Voilà, c´est surement (pas encore sur) le dernier texte que je vais poster, après, je n´écrirai plus ici, mais je serais lecteur et je posterai des commentaires.
Bon bah, bonne lecture alors ! 
P.S.: Je continuerai "le pacificateur" mais je ne posterai surement (pas encore sur) plus aucun chapitre ici.
Mort sans honneur
Pourquoi courir pour fuir cette chose inévitable qu’on appelle « la mort » ?
Pourquoi la fuir alors qu’on sait qu’elle va toujours nous rattraper ?
Vous me dites quoi ? Vous voulez vivre plus longtemps ? Jusqu’à quel âge ? Vous ne savez pas...
J’en étais sur. Vous ne savez vraiment pas pourquoi vous la fuyez.
Moi, je m’en fous, je ne la fuis pas.
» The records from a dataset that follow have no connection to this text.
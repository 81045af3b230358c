use std::collections::VecDeque;

use serde::{Deserialize, Serialize};

use crate::{config::EvaluationConfig, TrainingError};

/// Best-so-far bookkeeping for one task, or for the mean over all tasks.
#[derive(Debug, Clone, Serialize, Deserialize, PartialEq)]
pub struct ScoreRecord {
    pub name: String,
    pub best_score: f64,
    pub best_ctr: usize,
    pub best_eval_index: usize,
    /// `(score, ctr)` pairs, oldest first, at most `history_limit` long.
    pub history: VecDeque<(f64, usize)>,
    history_limit: usize,
}

impl ScoreRecord {
    pub fn new(name: impl Into<String>, history_limit: usize) -> Self {
        Self {
            name: name.into(),
            best_score: 0.0,
            best_ctr: 0,
            best_eval_index: 0,
            history: VecDeque::new(),
            history_limit: history_limit.max(1),
        }
    }

    /// Appends to the history and returns whether `score` is a strict
    /// improvement.
    pub fn observe(&mut self, score: f64, ctr: usize, eval_index: usize) -> bool {
        if self.history.len() == self.history_limit {
            self.history.pop_front();
        }
        self.history.push_back((score, ctr));
        if score > self.best_score {
            self.best_score = score;
            self.best_ctr = ctr;
            self.best_eval_index = eval_index;
            true
        } else {
            false
        }
    }

    pub fn summary(&self) -> String {
        let entries: Vec<String> = self
            .history
            .iter()
            .map(|(score, ctr)| format!("[{score:.2}, {ctr}]"))
            .collect();
        format!("{}: [{}]", self.name, entries.join(", "))
    }
}

#[derive(Debug, Clone, Copy, PartialEq, Eq)]
pub enum EvalDecision {
    Continue,
    /// Lower the learning rate; `attempt` is the new annealing count.
    Anneal { attempt: usize },
    Converged,
}

#[derive(Debug, Clone, PartialEq)]
pub struct RoundReport {
    pub eval_index: usize,
    pub global_score: f64,
    pub global_improved: bool,
    /// Indices of the tasks whose best improved.
    pub improved_tasks: Vec<usize>,
    pub stall: usize,
    pub decision: EvalDecision,
}

/// Patience and annealing policy over the global score.
///
/// A round stalls when `eval_index - best_eval_index` exceeds
/// `patience + attempts · increment`; a stalled round anneals while attempts
/// remain and converges otherwise.
#[derive(Debug, Clone)]
pub struct ConvergenceTracker {
    tasks: Vec<ScoreRecord>,
    global: ScoreRecord,
    eval_index: usize,
    annealing_attempts: usize,
    patience: usize,
    patience_increment: usize,
    max_annealing_attempts: usize,
}

impl ConvergenceTracker {
    pub fn new<I, S>(
        task_names: I,
        patience: usize,
        patience_increment: usize,
        max_annealing_attempts: usize,
        history_limit: usize,
    ) -> Self
    where
        I: IntoIterator<Item = S>,
        S: Into<String>,
    {
        Self {
            tasks: task_names
                .into_iter()
                .map(|name| ScoreRecord::new(name, history_limit))
                .collect(),
            global: ScoreRecord::new("global", history_limit),
            eval_index: 0,
            annealing_attempts: 0,
            patience,
            patience_increment,
            max_annealing_attempts,
        }
    }

    pub fn from_config(config: &EvaluationConfig) -> Self {
        Self::new(
            config.tasks.iter().map(|task| task.name.clone()),
            config.early_stop_checkpoints,
            config.additional_early_stop_checkpoints_per_anneal_step,
            config.max_annealing_attempts,
            config.history_limit,
        )
    }

    pub fn tasks(&self) -> &[ScoreRecord] {
        &self.tasks
    }

    pub fn global(&self) -> &ScoreRecord {
        &self.global
    }

    pub fn eval_index(&self) -> usize {
        self.eval_index
    }

    pub fn annealing_attempts(&self) -> usize {
        self.annealing_attempts
    }

    /// Records one evaluation round. `scores` follows task order.
    pub fn record(&mut self, ctr: usize, scores: &[f64]) -> Result<RoundReport, TrainingError> {
        if scores.len() != self.tasks.len() || scores.is_empty() {
            return Err(TrainingError::runtime(format!(
                "expected {} task scores, got {}",
                self.tasks.len(),
                scores.len()
            )));
        }
        let eval_index = self.eval_index;
        let improved_tasks = self
            .tasks
            .iter_mut()
            .zip(scores)
            .enumerate()
            .filter_map(|(index, (task, score))| {
                task.observe(*score, ctr, eval_index).then_some(index)
            })
            .collect();

        let global_score = scores.iter().sum::<f64>() / scores.len() as f64;
        let global_improved = self.global.observe(global_score, ctr, eval_index);

        let stall = eval_index - self.global.best_eval_index;
        let tolerance = self.patience + self.annealing_attempts * self.patience_increment;
        let decision = if stall <= tolerance {
            EvalDecision::Continue
        } else if self.annealing_attempts < self.max_annealing_attempts {
            self.annealing_attempts += 1;
            EvalDecision::Anneal {
                attempt: self.annealing_attempts,
            }
        } else {
            EvalDecision::Converged
        };

        self.eval_index += 1;
        Ok(RoundReport {
            eval_index,
            global_score,
            global_improved,
            improved_tasks,
            stall,
            decision,
        })
    }

    /// Global and per-task histories, one line each.
    pub fn history_summary(&self) -> Vec<String> {
        std::iter::once(&self.global)
            .chain(&self.tasks)
            .map(ScoreRecord::summary)
            .collect()
    }
}

#[cfg(test)]
mod tests {
    use super::*;

    fn run(tracker: &mut ConvergenceTracker, scores: &[f64], every: usize) -> Vec<(usize, EvalDecision)> {
        scores
            .iter()
            .enumerate()
            .map(|(round, score)| {
                let ctr = round * every;
                (ctr, tracker.record(ctr, &[*score]).unwrap().decision)
            })
            .collect()
    }

    #[test]
    fn strict_improvement_only() {
        let mut record = ScoreRecord::new("t", 10);
        assert!(!record.observe(0.0, 0, 0));
        assert!(record.observe(3.0, 100, 1));
        assert!(!record.observe(3.0, 200, 2));
        assert_eq!((record.best_ctr, record.best_eval_index), (100, 1));
    }

    #[test]
    fn history_is_bounded() {
        let mut record = ScoreRecord::new("t", 2);
        for (i, score) in [1.0, 2.0, 3.0].into_iter().enumerate() {
            record.observe(score, i, i);
        }
        assert_eq!(record.history, VecDeque::from(vec![(2.0, 1), (3.0, 2)]));
    }

    #[test]
    fn flat_scores_without_annealing_converge_after_patience() {
        // Evaluations at ctr 0, 100, 200, ...; the best (12) is at ctr 100.
        let mut tracker = ConvergenceTracker::new(["dev"], 2, 0, 0, 100);
        let decisions = run(&mut tracker, &[10.0, 12.0, 11.0, 11.0, 11.0, 11.0], 100);

        assert_eq!(tracker.global().best_score, 12.0);
        assert_eq!(tracker.global().best_ctr, 100);
        let converged: Vec<usize> = decisions
            .iter()
            .filter(|(_, d)| *d == EvalDecision::Converged)
            .map(|(ctr, _)| *ctr)
            .collect();
        // Stall 3 > patience 2 first happens three rounds after the best.
        assert_eq!(converged.first(), Some(&400));
    }

    #[test]
    fn anneals_max_attempts_times_then_converges() {
        let patience = 2;
        let increment = 1;
        let attempts = 2;
        let mut tracker = ConvergenceTracker::new(["a", "b"], patience, increment, attempts, 100);
        tracker.record(0, &[5.0, 7.0]).unwrap();

        let mut anneals = Vec::new();
        let mut converged_at = None;
        for round in 1..20 {
            let report = tracker.record(round, &[1.0, 1.0]).unwrap();
            match report.decision {
                EvalDecision::Anneal { attempt } => anneals.push((round, attempt)),
                EvalDecision::Converged => {
                    converged_at = Some(round);
                    break;
                }
                EvalDecision::Continue => {}
            }
        }
        // Tolerances 2, 3, 4: anneal at stall 3 and 4, converge at stall 5.
        assert_eq!(anneals, vec![(3, 1), (4, 2)]);
        assert_eq!(converged_at, Some(patience + increment * attempts + 1));
    }

    #[test]
    fn global_score_is_the_task_mean() {
        let mut tracker = ConvergenceTracker::new(["a", "b"], 1, 0, 0, 10);
        let report = tracker.record(0, &[10.0, 20.0]).unwrap();
        assert_eq!(report.global_score, 15.0);
        assert!(report.global_improved);
        assert_eq!(report.improved_tasks, vec![0, 1]);
        assert!(tracker.record(1, &[1.0]).is_err());
    }
}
Je préfère mourir en héros, mon fusil sur l’épaule, en pleine guerre. Je préfère mourir en plein No man’s land devant un soldat, pour qu’il tire une seule balle...Une seule putain de balle qui m’enlève la vie...Alors que j’ai même pas vingt ans. Au moins, je ne souffrirai pas.
Je préfère mourir en héros que de mourir à cause de cette chose qu’on appelle « la vieillesse ».
On veut vivre longtemps, on croit que la mort nous a oublié...Mais un jour, elle vous trouve, elle sonne à votre porte, sa faux dans sa main squelettique. Et elle vous ôte la vie d’un seul coup de sa lame tranchante.
Et vous vous retrouvez, allongé sur le sol froid et dur, le regard dans le vide. Quel mort atroce et sans honneur.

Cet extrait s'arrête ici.